UBS, the largest bank in Switzerland, has made suggestions a few investment strategies for investors who wish to get exposure to crypto assets. These are less risky than direct investment in ether, bitcoin, or other cryptocurrencies. According to UBS analysts, there are different ways available to investors for accessing this potential, which allow them to avoid the regulatory risk of holding bitcoin and other cryptocurrencies as well as high volatility. Last week, a research note was published by the UBS Global Wealth Management team on alternative investments, as opposed to directly holding cryptocurrencies.
Analysts of the bank, along with Mark Haefele, the Chief Investment Officer at UBS, elaborated that direct exposure to cryptocurrencies comes off as very speculative. According to them, the recent decline in bitcoin from the November high it achieved in the previous year has managed to undermine two of the most common defenses of this particular asset class. The UBS report stated that the first was the fact that cryptocurrencies can provide a good way to diversify from traditional financial assets like equities. Secondly, they added that viewing cryptocurrencies as ‘digital gold’, which could protect them from elevated inflation.
The UBS analysts maintained that exposure to crypto-assets is very speculative, but they added that it didn’t mean that the underlying technology of these digital assets did not have any potential for investors. They stated that there was an array of possible applications, which ranged from healthcare and financial services to luxury goods. They added that it would translate into a potential $1 trillion boost to the global GDP in this decade. The UBS analysts said that it wasn’t necessary for investors to have to deal with the regulatory risks or the high volatility for accessing the potential of crypto assets.
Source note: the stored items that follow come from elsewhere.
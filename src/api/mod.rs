//! Content repository access
//!
//! The rest of the crate talks to the backend through [`ContentSource`], so
//! the build, the server, and the pagination state work the same against the
//! Prismic client and against the in-memory source used in tests.

mod prismic;

pub use prismic::PrismicClient;

use std::future::Future;
use thiserror::Error;

use crate::content::{PostDetail, PostPage};

/// Errors raised while talking to the content repository
#[derive(Error, Debug)]
pub enum ApiError {
    #[error("HTTP error: {0}")]
    Http(#[from] reqwest::Error),

    #[error("Unexpected status {status} from {url}")]
    Status { status: u16, url: String },

    #[error("Malformed response: {0}")]
    Decode(#[from] serde_json::Error),

    #[error("Post not found: {uid}")]
    NotFound { uid: String },

    #[error("Repository has no master ref")]
    MissingMasterRef,

    #[error("Cursor does not belong to the configured repository: {0}")]
    InvalidCursor(String),

    #[error("Invalid API endpoint: {0}")]
    InvalidEndpoint(String),
}

impl ApiError {
    pub fn is_not_found(&self) -> bool {
        matches!(self, ApiError::NotFound { .. })
    }
}

/// A backend that lists posts and fetches them by uid
pub trait ContentSource: Send + Sync {
    /// First page of posts
    fn list_posts(&self) -> impl Future<Output = Result<PostPage, ApiError>> + Send;

    /// One post by its unique identifier
    fn post_by_uid(&self, uid: &str) -> impl Future<Output = Result<PostDetail, ApiError>> + Send;

    /// The page a cursor points at
    fn fetch_page(&self, cursor: &str) -> impl Future<Output = Result<PostPage, ApiError>> + Send;
}
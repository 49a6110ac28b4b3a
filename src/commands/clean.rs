//! Clean the public directory

use anyhow::Result;
use std::fs;

use crate::Blog;

/// Remove everything the build wrote
pub fn run(blog: &Blog) -> Result<()> {
    if blog.public_dir.exists() {
        fs::remove_dir_all(&blog.public_dir)?;
        tracing::info!("Deleted: {:?}", blog.public_dir);
    }

    Ok(())
}
//! CLI commands

pub mod clean;
pub mod generate;
pub mod init;
pub mod list;
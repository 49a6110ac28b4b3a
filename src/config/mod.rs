//! Configuration module

mod site;

pub use site::ApiConfig;
pub use site::BuildConfig;
pub use site::FallbackMode;
pub use site::LabelsConfig;
pub use site::ReadingConfig;
pub use site::SiteConfig;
The first strategy that was suggested by the analysts included investing in companies that build the infrastructure necessary for the crypto ecosystem. They cited that they would benefit more from the use of distributed ledger technology (DLT) applications. The analysts said that more hardware would be required for DLT applications in order to validate the activities, such as application processors, application-specific integrated circuits (ASICs), and graphics processing units (GPUs). Some of the other enablers include data center-related companies as well as software makers that can be helpful in building overall infrastructure.
As a matter of fact, the analysts added that platform companies that would embrace these DLT applications would be an even bigger opportunity. As the technology is used increasingly in the next 5 to 10 years, there would be opportunities from the introduction of new categories and products, potentially lower prices as well as possible savings, along with an improvement in business efficiency. The UBS report concluded that these companies can be found in different industries, such as fintech, internet, software, consumer services, IT services, and insurance.
It said that they could use digital asset technology for providing a variety of services, including trade finance, payments, supply chain management, custodianship, consulting, and automation. UBS had issued a warning in January about a crypto winter due to expectations of regulation and Fed rate hikes.